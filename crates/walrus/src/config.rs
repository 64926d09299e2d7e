//! Configuration for the warehouse loader.

use serde::{Deserialize, Serialize};
use std::collections::HashSet;
use std::path::{Path, PathBuf};

use walrus_core::config::{load_yaml_file, parse_yaml};

use crate::error::ConfigError;
use crate::warehouse::TableRef;

/// Placeholder replaced by the table name in `prefix_template`.
pub const TABLE_PLACEHOLDER: &str = "{table}";

fn default_prefix_template() -> String {
    "{table}.parquet".to_string()
}

fn default_bigquery_endpoint() -> String {
    "https://bigquery.googleapis.com".to_string()
}

fn default_poll_interval_ms() -> u64 {
    1000
}

/// What a load does when the destination table already holds data.
#[derive(Debug, Clone, Copy, Serialize, Deserialize, Default, PartialEq, Eq)]
#[serde(rename_all = "lowercase")]
pub enum WriteDisposition {
    #[default]
    Append,
    Truncate,
    Empty,
}

impl WriteDisposition {
    pub fn as_bigquery(&self) -> &'static str {
        match self {
            WriteDisposition::Append => "WRITE_APPEND",
            WriteDisposition::Truncate => "WRITE_TRUNCATE",
            WriteDisposition::Empty => "WRITE_EMPTY",
        }
    }
}

/// Whether a load may create a missing destination table.
#[derive(Debug, Clone, Copy, Serialize, Deserialize, Default, PartialEq, Eq)]
#[serde(rename_all = "snake_case")]
pub enum CreateDisposition {
    #[default]
    IfNeeded,
    Never,
}

impl CreateDisposition {
    pub fn as_bigquery(&self) -> &'static str {
        match self {
            CreateDisposition::IfNeeded => "CREATE_IF_NEEDED",
            CreateDisposition::Never => "CREATE_NEVER",
        }
    }
}

/// BigQuery client settings.
#[derive(Debug, Clone, Serialize, Deserialize, PartialEq)]
#[serde(deny_unknown_fields)]
pub struct BigQueryConfig {
    /// API root (overridable for emulators).
    #[serde(default = "default_bigquery_endpoint")]
    pub endpoint: String,
    /// Job location, e.g. "US". Left to the service when unset.
    #[serde(default)]
    pub location: Option<String>,
    /// Delay between job status polls while waiting on a load.
    #[serde(default = "default_poll_interval_ms")]
    pub poll_interval_ms: u64,
    /// OAuth access token. Falls back to `GOOGLE_OAUTH_ACCESS_TOKEN`, then
    /// the GCE metadata server.
    #[serde(default)]
    pub access_token: Option<String>,
    #[serde(default)]
    pub write_disposition: WriteDisposition,
    #[serde(default)]
    pub create_disposition: CreateDisposition,
}

impl Default for BigQueryConfig {
    fn default() -> Self {
        Self {
            endpoint: default_bigquery_endpoint(),
            location: None,
            poll_interval_ms: default_poll_interval_ms(),
            access_token: None,
            write_disposition: WriteDisposition::default(),
            create_disposition: CreateDisposition::default(),
        }
    }
}

/// Metrics export settings.
#[derive(Debug, Clone, Default, Serialize, Deserialize, PartialEq)]
#[serde(deny_unknown_fields)]
pub struct MetricsConfig {
    /// Prometheus textfile written at exit.
    #[serde(default)]
    pub textfile: Option<PathBuf>,
}

/// Main configuration for walrus.
///
/// # Example
///
/// ```yaml
/// storage_location: gs://de-porto
/// warehouse_project: de-porto
/// dataset: tmdb
/// prefix_template: "qoala/{table}.parquet"
/// table_name_list: [movies, series, genres, companies]
///
/// bigquery:
///   location: US
///
/// metrics:
///   textfile: /var/lib/node_exporter/walrus.prom
/// ```
#[derive(Debug, Clone, Serialize, Deserialize, PartialEq)]
#[serde(deny_unknown_fields)]
pub struct Config {
    /// Bucket (or bucket URL) the Parquet datasets are written to.
    pub storage_location: String,
    /// Warehouse project that owns the dataset.
    pub warehouse_project: String,
    /// Dataset holding the destination tables.
    pub dataset: String,
    /// Tables loaded by a full run, in order.
    pub table_name_list: Vec<String>,
    /// Object prefix for a table; `{table}` is replaced by the table name.
    #[serde(default = "default_prefix_template")]
    pub prefix_template: String,
    #[serde(default)]
    pub bigquery: BigQueryConfig,
    #[serde(default)]
    pub metrics: MetricsConfig,
}

impl Config {
    /// Load and validate configuration from a YAML file.
    pub fn from_file(path: &Path) -> Result<Self, ConfigError> {
        let config: Self = load_yaml_file(path)?;
        config.validate()?;
        Ok(config)
    }

    /// Parse and validate configuration from a YAML string.
    pub fn parse(contents: &str) -> Result<Self, ConfigError> {
        let config: Self = parse_yaml(contents)?;
        config.validate()?;
        Ok(config)
    }

    /// Validate the configuration, reporting every problem at once.
    pub fn validate(&self) -> Result<(), ConfigError> {
        let mut errors = Vec::new();

        for (field, value) in [
            ("storage_location", &self.storage_location),
            ("warehouse_project", &self.warehouse_project),
            ("dataset", &self.dataset),
        ] {
            if value.trim().is_empty() {
                errors.push(format!("'{field}' cannot be empty"));
            }
        }

        if self.dataset.contains('.') {
            errors.push("'dataset' cannot contain '.'".to_string());
        }

        if self.table_name_list.is_empty() {
            errors.push("'table_name_list' cannot be empty".to_string());
        }

        let mut seen = HashSet::new();
        for table in &self.table_name_list {
            if table.trim().is_empty() || table.contains('.') {
                errors.push(format!("invalid table name '{table}' in table_name_list"));
            }
            if !seen.insert(table.as_str()) {
                errors.push(format!("table '{table}' is listed more than once"));
            }
        }

        if !self.prefix_template.contains(TABLE_PLACEHOLDER) {
            errors.push(format!(
                "'prefix_template' must contain {TABLE_PLACEHOLDER}, got '{}'",
                self.prefix_template
            ));
        }

        if self.bigquery.poll_interval_ms == 0 {
            errors.push("'bigquery.poll_interval_ms' must be greater than 0".to_string());
        }

        match errors.len() {
            0 => Ok(()),
            1 => Err(ConfigError::InvalidValue {
                field: "config".to_string(),
                message: errors.remove(0),
            }),
            _ => Err(ConfigError::MultipleErrors { errors }),
        }
    }

    /// Object prefix holding the files of `table`.
    pub fn prefix_for(&self, table: &str) -> String {
        self.prefix_template.replace(TABLE_PLACEHOLDER, table)
    }

    /// Fully qualified destination of `table`.
    pub fn table_ref(&self, table: &str) -> TableRef {
        TableRef::new(&self.warehouse_project, &self.dataset, table)
    }
}
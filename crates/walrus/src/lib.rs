//! walrus: loads Parquet files from object storage into warehouse tables.
//!
//! This crate handles:
//! - Listing objects under a prefix and filtering them by extension
//! - Submitting one warehouse load job per object, strictly in sequence
//! - Running the configured table loads and reporting failures per table

pub mod cli;
pub mod config;
pub mod error;
pub mod listing;
pub mod loader;
pub mod metrics;
pub mod run;
pub mod warehouse;

// Re-export commonly used items
pub use config::Config;
pub use error::{LoadError, RunError, WarehouseError};
pub use listing::{ObjectLister, StorageObjectRef, has_extension, list_matching_objects};
pub use loader::{LoadReport, SOURCE_EXTENSION, WarehouseLoader};
pub use run::{LoadRun, TablePlan};
pub use warehouse::{LoadJob, LoadRequest, SourceFormat, TableRef, WarehouseService};

// Re-export from walrus-core
pub use walrus_core::{StorageProvider, init_tracing};
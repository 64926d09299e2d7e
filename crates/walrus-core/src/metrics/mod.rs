//! Metrics infrastructure.
//!
//! - `events`: the `InternalEvent` trait and storage-level events
//! - `recorder`: Prometheus recorder setup and textfile export

pub mod events;
pub mod recorder;

pub use recorder::{MetricsController, init_global};

/// Emit a metric event.
///
/// Calls `InternalEvent::emit()` on the given event, which records the
/// corresponding counter, gauge or histogram.
///
/// ```ignore
/// use walrus_core::emit;
/// use walrus_core::metrics::events::{RequestStatus, StorageOperation, StorageRequest};
///
/// emit!(StorageRequest { operation: StorageOperation::List, status: RequestStatus::Success });
/// ```
#[macro_export]
macro_rules! emit {
    ($event:expr) => {
        $crate::metrics::events::InternalEvent::emit($event)
    };
}
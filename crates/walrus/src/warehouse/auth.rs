//! OAuth access tokens for the BigQuery API.

use serde::Deserialize;
use snafu::prelude::*;
use tracing::debug;

use crate::error::{HttpSnafu, WarehouseError};

/// Environment variable consulted when no token is configured.
pub const ACCESS_TOKEN_ENV: &str = "GOOGLE_OAUTH_ACCESS_TOKEN";

const METADATA_TOKEN_URL: &str =
    "http://metadata.google.internal/computeMetadata/v1/instance/service-accounts/default/token";

#[derive(Deserialize)]
struct MetadataToken {
    access_token: String,
}

/// Where bearer tokens come from.
#[derive(Debug, Clone)]
pub enum TokenSource {
    /// A fixed token (config or environment).
    Static(String),
    /// The GCE / GKE metadata server of the instance walrus runs on.
    Metadata { url: String },
}

impl TokenSource {
    /// Pick a source: the configured token, then `GOOGLE_OAUTH_ACCESS_TOKEN`,
    /// then the metadata server.
    ///
    /// Blank values count as unset at each step, so an empty
    /// `access_token: ${BQ_TOKEN:-}` still defers to the environment.
    pub fn resolve(configured: Option<&str>) -> Self {
        Self::resolve_from(configured, std::env::var(ACCESS_TOKEN_ENV).ok())
    }

    fn resolve_from(configured: Option<&str>, from_env: Option<String>) -> Self {
        let non_blank = |token: &String| !token.trim().is_empty();

        match configured
            .map(str::to_string)
            .filter(non_blank)
            .or_else(|| from_env.filter(non_blank))
        {
            Some(token) => TokenSource::Static(token),
            None => TokenSource::Metadata {
                url: METADATA_TOKEN_URL.to_string(),
            },
        }
    }

    /// Obtain a bearer token.
    pub async fn token(&self, client: &reqwest::Client) -> Result<String, WarehouseError> {
        match self {
            TokenSource::Static(token) => Ok(token.clone()),
            TokenSource::Metadata { url } => {
                debug!("Requesting access token from metadata server");

                let response = client
                    .get(url)
                    .header("Metadata-Flavor", "Google")
                    .send()
                    .await
                    .context(HttpSnafu {
                        operation: "metadata token",
                    })?;

                let status = response.status();
                if !status.is_success() {
                    return Err(WarehouseError::Auth {
                        message: format!("metadata server returned HTTP {}", status.as_u16()),
                    });
                }

                let token: MetadataToken = response.json().await.context(HttpSnafu {
                    operation: "metadata token",
                })?;
                Ok(token.access_token)
            }
        }
    }
}
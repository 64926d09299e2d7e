//! Test doubles for the storage and warehouse seams.

#![allow(dead_code)]

pub mod fake_bigquery;

use async_trait::async_trait;
use std::sync::atomic::{AtomicUsize, Ordering};
use std::sync::{Arc, Mutex};

use walrus::error::{StorageError, WarehouseError};
use walrus::{LoadJob, LoadRequest, ObjectLister, WarehouseService};

/// Lister over a fixed set of object names.
pub struct FakeLister {
    location: String,
    names: Vec<String>,
    fail: bool,
    calls: AtomicUsize,
}

impl FakeLister {
    pub fn new(location: &str, names: &[&str]) -> Self {
        Self {
            location: location.to_string(),
            names: names.iter().map(|n| n.to_string()).collect(),
            fail: false,
            calls: AtomicUsize::new(0),
        }
    }

    /// A lister whose every call fails.
    pub fn failing(location: &str) -> Self {
        Self {
            fail: true,
            ..Self::new(location, &[])
        }
    }

    pub fn calls(&self) -> usize {
        self.calls.load(Ordering::SeqCst)
    }
}

#[async_trait]
impl ObjectLister for FakeLister {
    fn location(&self) -> &str {
        &self.location
    }

    async fn list_objects(&self, prefix: &str) -> Result<Vec<String>, StorageError> {
        self.calls.fetch_add(1, Ordering::SeqCst);

        if self.fail {
            return Err(StorageError::InvalidUrl {
                url: self.location.clone(),
            });
        }

        Ok(self
            .names
            .iter()
            .filter(|name| name.starts_with(prefix))
            .cloned()
            .collect())
    }
}

/// What the recording warehouse saw, in order.
#[derive(Debug, Clone, PartialEq, Eq)]
pub enum Event {
    Submitted(String),
    Finished(String),
}

#[derive(Default)]
struct Recorded {
    attempts: usize,
    events: Vec<Event>,
    requests: Vec<LoadRequest>,
}

/// Warehouse that records every request and can be told to fail.
///
/// Submission counters are 1-based and count across all tables.
#[derive(Clone, Default)]
pub struct RecordingWarehouse {
    recorded: Arc<Mutex<Recorded>>,
    fail_submit_at: Option<usize>,
    fail_job_at: Option<usize>,
    fail_table: Option<String>,
}

impl RecordingWarehouse {
    pub fn new() -> Self {
        Self::default()
    }

    /// Reject the `n`-th submission.
    pub fn fail_submit_at(mut self, n: usize) -> Self {
        self.fail_submit_at = Some(n);
        self
    }

    /// Accept the `n`-th submission but fail its job.
    pub fn fail_job_at(mut self, n: usize) -> Self {
        self.fail_job_at = Some(n);
        self
    }

    /// Fail every job loading into `table`.
    pub fn fail_table(mut self, table: &str) -> Self {
        self.fail_table = Some(table.to_string());
        self
    }

    pub fn requests(&self) -> Vec<LoadRequest> {
        self.recorded.lock().unwrap().requests.clone()
    }

    pub fn submitted_uris(&self) -> Vec<String> {
        self.requests().iter().map(|r| r.source.uri()).collect()
    }

    /// Submissions attempted, including rejected ones.
    pub fn attempts(&self) -> usize {
        self.recorded.lock().unwrap().attempts
    }

    pub fn events(&self) -> Vec<Event> {
        self.recorded.lock().unwrap().events.clone()
    }
}

#[async_trait]
impl WarehouseService for RecordingWarehouse {
    async fn submit_load(&self, request: &LoadRequest) -> Result<Box<dyn LoadJob>, WarehouseError> {
        let mut recorded = self.recorded.lock().unwrap();
        recorded.attempts += 1;
        let n = recorded.attempts;

        if self.fail_submit_at == Some(n) {
            return Err(WarehouseError::Api {
                operation: "jobs.insert",
                status: 403,
                message: "Access Denied".to_string(),
            });
        }

        let uri = request.source.uri();
        recorded.requests.push(request.clone());
        recorded.events.push(Event::Submitted(uri.clone()));

        let fail = self.fail_job_at == Some(n)
            || self.fail_table.as_deref() == Some(request.destination.table.as_str());

        Ok(Box::new(RecordingJob {
            id: format!("job-{n}"),
            uri,
            fail,
            recorded: Arc::clone(&self.recorded),
        }))
    }

    fn name(&self) -> &str {
        "recording"
    }
}

struct RecordingJob {
    id: String,
    uri: String,
    fail: bool,
    recorded: Arc<Mutex<Recorded>>,
}

#[async_trait]
impl LoadJob for RecordingJob {
    fn id(&self) -> &str {
        &self.id
    }

    async fn wait(&mut self) -> Result<(), WarehouseError> {
        tokio::task::yield_now().await;

        if self.fail {
            return Err(WarehouseError::JobFailed {
                job_id: self.id.clone(),
                reason: "invalid".to_string(),
                message: format!("Error while reading data from {}", self.uri),
            });
        }

        self.recorded
            .lock()
            .unwrap()
            .events
            .push(Event::Finished(self.uri.clone()));
        Ok(())
    }
}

**REQUIRED ACTION**
Check each line of the data above for the string "Deserialize", and copy the ones that have it.

**SOLVED EXERCISE**
use serde::{Deserialize, Serialize};
#[derive(Debug, Clone, Copy, Serialize, Deserialize, Default, PartialEq, Eq)]
#[derive(Debug, Clone, Copy, Serialize, Deserialize, Default, PartialEq, Eq)]
#[derive(Debug, Clone, Serialize, Deserialize, PartialEq)]
#[derive(Debug, Clone, Default, Serialize, Deserialize, PartialEq)]
#[derive(Debug, Clone, Serialize, Deserialize, PartialEq)]
use serde::Deserialize;
#[derive(Deserialize)]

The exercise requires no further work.